Certains l’ont connu de près, d’autres l’ont croisé ou ont été bercés par sa musique : petit florilège de témoignages sur l’importance d’un trompettiste pas comme les autres dont l’influence est toujours aussi forte.

Antoine Berjeaut, trompettiste
« J’ai adoré ce qu’il faisait au début des années 2000, le RH Factor mais aussi “Voodoo” de d’Angelo et “Mama’s Gun” d’Erykah Badu auxquels il apportait un nouveau son. Il respectait les codes de la musique des autres et s’inspirait de leur façon de produire pour faire quelque chose qui colle, comme avant lui Miles Davis, Jon Hassell ou Nils Petter Molvaer. Techniquement, ce qui m’a le plus marqué c’est la collaboration avec Herbie Hancock et Michael Brecker [“Directions In Music Live At Massey Hall” publié en 2001 sur le label Verve]. J’ai aussi adoré Crisol, “Habana” et celui qui est sorti récemment “Grande-Terre”.
Mais j’aimais aussi sa manière de rassembler les gens : il savait fédérer les meilleurs. C’était aussi un excellent joueur de bugle. Mais ce n’est pas pour sa technique qu’on l’écoutait. Il ne m’a pas influencé que par la musique mais par l’attitude aussi. Il était en phase avec son temps alors que quand j’ai commencé, la plupart des “young lions” étaient en costard-cravate, ils venaient d’un autre continent, et je les respectais sans m’identifier à eux. Avec Roy, on a compris que c’était possible de faire une musique qui nous ressemble. Il ne trahissait jamais la tradition qu’il passait beaucoup de temps à transmettre aux plus jeunes. Je l’ai vu plein de fois aux jams jazz de Jazz in Marciac jusqu’à 3 heures du matin, ou dans des after hip-hop au SOB’s à New York, parler à des rappeurs au Parc Floral… il tenait beaucoup à la tradition orale et c’était très inspirant. Je l’ai vu pour la première fois au centre Paul Bailliart à Massy, en quintette, et on avait discuté après le concert, il était très sympa et m’avait donné des conseils. Son aura allait au-delà du jazz et beaucoup de gens qui n’en écoutaient pas allaient à ses concerts quand même. »

Jacques Schwarz-Bart
« Roy s’exprimait avec très peu de mot mais il était toujours très clair dans ses indications. Ce n’était pas difficile de savoir s’il aimait quelque chose ou pas ! C’est quelqu’un qui aimait très fort, et quand quelque chose ne lui plaisait pas il n’y allait pas avec le dos de la cuillère. Il écoutait parfois quelque chose une demi-seconde avant de dire « non, non ! ». Mais quand quelque chose l’inspirait il avait des réactions assez extraordinaires : parfois il criait, il sautait de joie, il soulevait sa trompette au-dessus de sa tête… C’est comme ça que j’ai compris avant même qu’il me dise que je faisais partie du groupe qu’il voulait me garder dans car souvent au milieu d’un concert, au milieu d’un solo, il criait pour m’encourager quand je jouais une phrase qui lui plaisait. Quand lui-même jouait, il avait souvent des réactions physiques qui ponctuaient ses phrases.»

Ananda Brandao, batteuse
« J’aime son éclectisme, sa façon de joindre l’univers du quintette de jazz et celui du hip-hop, et de façon générale j’admire son parcours. J’aime beaucoup aussi certains disques très jazz, mais où j’entends aussi dans sa façon d’écrire ses autres influences. C’est très inspirant pour composer avec un quintette acoustique avec trompette et saxophone, tout en gardant ses sonorités-là. Et “Voodoo” de d’Angelo, auquel il participe, est aussi l’un des disques qui ont le plus compté pour moi. »

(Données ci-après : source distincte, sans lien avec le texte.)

#[cfg(test)]
mod tests {
    use super::*;
    use crate::controller::Autopilot;
    use crate::error::SimError;
    use crate::event::SimEventKind;
    use lw_core::{Passenger, PassengerKind};
    use proptest::prelude::*;

    fn quiet(floors: usize, elevators: usize, capacity: usize) -> Simulation {
        let config = WorldConfig::default()
            .with_floors(floors)
            .with_elevators(elevators)
            .with_capacity(capacity)
            .with_arrival_rate(0.0)
            .with_starting_time(50);
        Simulation::new(config, SimConfig::default()).unwrap()
    }

    #[test]
    fn invalid_world_config_is_an_error() {
        let result = Simulation::new(WorldConfig::default().with_floors(1), SimConfig::default());
        assert!(matches!(result, Err(SimError::Config(_))));
    }

    #[test]
    fn process_routes_each_command() {
        let mut sim = quiet(5, 2, 2);
        assert_eq!(sim.process("go 1 3").unwrap(), Outcome::Applied);
        assert_eq!(sim.process("close 0").unwrap(), Outcome::Applied);
        assert_eq!(sim.process("").unwrap(), Outcome::Ticked);
        assert_eq!(sim.process("help").unwrap(), Outcome::Help);
        assert_eq!(sim.process("quit").unwrap(), Outcome::Quit);
        assert_eq!(sim.current_tick(), 1);
        assert_eq!(sim.world().time_remaining, 49);
    }

    #[test]
    fn malformed_input_logs_one_failure_and_changes_nothing() {
        let mut sim = quiet(5, 2, 2);
        let before = sim.world().clone();
        for input in ["go 1", "go x 2", "go 5 1", "go 0 9", "dump 0", "close 7", "fly 2"] {
            sim.clear_events();
            assert_eq!(sim.process(input).unwrap(), Outcome::Rejected, "{input}");
            assert_eq!(sim.events().len(), 1, "{input}");
            assert!(matches!(
                sim.events().events()[0].kind,
                SimEventKind::CommandRejected
            ));
        }
        assert_eq!(sim.world(), &before);
        assert_eq!(sim.current_tick(), 0);
    }

    #[test]
    fn close_takes_effect_without_a_tick() {
        let mut sim = quiet(4, 1, 1);
        assert!(sim.world().elevators[0].doors_open);
        sim.close(0).unwrap();
        assert!(!sim.world().elevators[0].doors_open);
        assert_eq!(sim.events().len(), 1);
        assert_eq!(sim.current_tick(), 0);
    }

    #[test]
    fn close_interrupts_boarding_on_next_tick() {
        let mut sim = quiet(4, 1, 2);
        sim.world_mut().floors[0].enqueue(Passenger::ordinary(3));
        sim.close(0).unwrap();
        sim.tick().unwrap();
        assert!(sim.world().elevators[0].onboard.is_empty());
        assert_eq!(sim.world().floors[0].len(), 1);
    }

    #[test]
    fn direct_calls_return_the_refusal() {
        let mut sim = quiet(4, 1, 1);
        assert_eq!(
            sim.dump(0),
            Err(CommandError::NotAtPit {
                elevator: 0,
                floor: 0,
                pit: 3
            })
        );
        assert_eq!(sim.events().len(), 1);
    }

    #[test]
    fn run_stops_when_time_is_up() {
        let config = WorldConfig::default()
            .with_arrival_rate(0.0)
            .with_starting_time(5);
        let mut sim = Simulation::new(config, SimConfig::default()).unwrap();
        assert_eq!(sim.run(100).unwrap(), 5);
        assert!(sim.is_failed());
        assert_eq!(sim.world().time_remaining, 0);
    }

    #[test]
    fn engine_keeps_ticking_after_failure() {
        let config = WorldConfig::default()
            .with_arrival_rate(0.0)
            .with_starting_time(1);
        let mut sim = Simulation::new(config, SimConfig::default()).unwrap();
        sim.tick().unwrap();
        assert!(sim.is_failed());
        sim.tick().unwrap();
        assert_eq!(sim.world().time_remaining, -1);
    }

    #[test]
    fn delivery_script_event_log() {
        let mut sim = quiet(4, 1, 1);
        sim.world_mut().floors[0].enqueue(Passenger::new(PassengerKind::Vip, 2));
        sim.process("go 0 2").unwrap();
        for _ in 0..6 {
            sim.process("").unwrap();
        }
        let log = sim
            .events()
            .events()
            .iter()
            .map(|e| format!("[{}] {}", e.tick, e.description))
            .collect::<Vec<_>>()
            .join("\n");
        insta::assert_snapshot!(log, @r"
        [0] Elevator 0 will visit floor 2.
        [1] Elevator 0 picks up a passenger at floor 0.
        [1] Elevator 0 is now full.
        [4] Elevator 0 arrives at floor 2 and opens its doors.
        [5] Elevator 0 drops off a VIP at floor 2.
        [5] VIP delivered: +11 points.
        [6] Elevator 0 closes its doors and is ready to move.
        ");
        assert_eq!(sim.world().score, 11);
        assert_eq!(sim.world().time_remaining, 44);
    }

    #[test]
    fn same_seed_same_game() {
        let play = |seed| {
            let config = WorldConfig::default().with_arrival_rate(0.8);
            let mut sim = Simulation::new(config, SimConfig::default().with_seed(seed)).unwrap();
            let mut autopilot = Autopilot::new();
            for _ in 0..40 {
                sim.consult(&mut autopilot).unwrap();
                sim.tick().unwrap();
            }
            sim.events().descriptions().map(String::from).collect::<Vec<_>>()
        };
        assert_eq!(play(9), play(9));
        assert_ne!(play(9), play(10));
    }

    #[test]
    fn autopilot_delivers_passengers() {
        let config = WorldConfig::default()
            .with_arrival_rate(0.3)
            .with_starting_time(200);
        let mut sim = Simulation::new(config, SimConfig::default().with_seed(3)).unwrap();
        let mut autopilot = Autopilot::new();
        for _ in 0..150 {
            sim.clear_events();
            sim.consult(&mut autopilot).unwrap();
            sim.tick().unwrap();
            assert_eq!(
                sim.events()
                    .count(|k| matches!(k, SimEventKind::CommandRejected)),
                0
            );
        }
        assert!(sim.world().score > 0);
    }

    #[test]
    fn snapshot_serializes_world_and_events() {
        let mut sim = quiet(3, 1, 1);
        sim.process("go 0 2").unwrap();
        let json = serde_json::to_value(sim.snapshot()).unwrap();
        assert_eq!(json["tick"], 0);
        assert_eq!(json["world"]["time_remaining"], 50);
        assert_eq!(json["world"]["elevators"][0]["destinations"][0], 2);
        assert_eq!(json["events"][0]["kind"]["type"], "destination_queued");
    }

    #[test]
    fn max_events_caps_the_log() {
        let config = WorldConfig::default().with_arrival_rate(0.0);
        let mut sim = Simulation::new(config, SimConfig::default().with_max_events(2)).unwrap();
        for floor in 0..5 {
            sim.go(0, floor).unwrap();
        }
        assert_eq!(sim.events().len(), 2);
    }

    #[derive(Debug, Clone)]
    enum Op {
        Tick,
        Input(String),
    }

    fn op() -> impl Strategy<Value = Op> {
        prop_oneof![
            3 => Just(Op::Tick),
            2 => (0usize..3, 0usize..6).prop_map(|(e, f)| Op::Input(format!("go {e} {f}"))),
            1 => (0usize..3).prop_map(|e| Op::Input(format!("close {e}"))),
            1 => (0usize..3).prop_map(|e| Op::Input(format!("dump {e}"))),
        ]
    }

    proptest! {
        #[test]
        fn passengers_are_conserved_and_clock_runs_down(
            seed in any::<u64>(),
            ops in prop::collection::vec(op(), 1..80),
        ) {
            let config = WorldConfig::default()
                .with_floors(5)
                .with_elevators(2)
                .with_capacity(2)
                .with_arrival_rate(0.5)
                .with_starting_time(30);
            let mut sim = Simulation::new(config, SimConfig::default().with_seed(seed)).unwrap();
            let mut created = 0usize;
            let mut removed = 0usize;

            for op in ops {
                sim.clear_events();
                let before = sim.world().time_remaining;
                let was_failed = sim.is_failed();
                match op {
                    Op::Tick => {
                        prop_assert_eq!(sim.process("").unwrap(), Outcome::Ticked);
                        let bonus: i64 = sim
                            .events()
                            .events()
                            .iter()
                            .filter_map(|e| match e.kind {
                                SimEventKind::TimeBonus { time, .. } => Some(time),
                                _ => None,
                            })
                            .sum();
                        let after = sim.world().time_remaining;
                        prop_assert_eq!(after, before - 1 + bonus);
                        // Failure latches: set once the clock hits zero, never cleared.
                        prop_assert_eq!(sim.is_failed(), was_failed || after <= 0);
                    }
                    Op::Input(input) => {
                        sim.process(&input).unwrap();
                        prop_assert_eq!(sim.world().time_remaining, before);
                    }
                }

                for event in sim.events().events() {
                    match event.kind {
                        SimEventKind::Arrival { .. } => created += 1,
                        SimEventKind::DroppedOff { .. } => removed += 1,
                        SimEventKind::Dumped { count, .. } => removed += count,
                        _ => {}
                    }
                }
                prop_assert_eq!(sim.world().passenger_count(), created - removed);
                for car in &sim.world().elevators {
                    prop_assert!(car.onboard.len() <= car.capacity);
                    prop_assert!(car.floor < 5);
                }
            }
        }
    }
}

Hermon Mehari, trompettiste
«Tous les albums de Roy ont compté pour moi, y compris ceux où il était sideman. “Birds Of A Feather” avec Roy Haynes, “Directions In Music” avec Herbie Hancock, sa façon de jouer sur ces disques était vraiment impressionnante. J’adore aussi le côté hip-hop et de voir quelqu’un qui était autant dans la tradition faire le RH Factor ou jouer avec Common (“Like Water For Chocolate” est un de mes disques préférés), c’était très fort. Quel que soit l’artiste avec qui il jouait, il gardait sa sonorité. Et avec lui, il n’y avait pas de feux d’artifices comme chez Wynton Marsalis ou Nicholas Payton par exemple : chaque note comptait, il était toujours mélodique et son groove était hyper fort. Il connaissait la tradition mais il restait très moderne. A l’époque où je vivais à Kansas City, ce devait être en 2015, je jammais avec des rappeurs et des vocalistes dans le style du RH Factor, et Roy était passé jouer avec nous. Il nous enterrait tous ! Il nous donnait beaucoup de conseils mais il restait très encourageant. »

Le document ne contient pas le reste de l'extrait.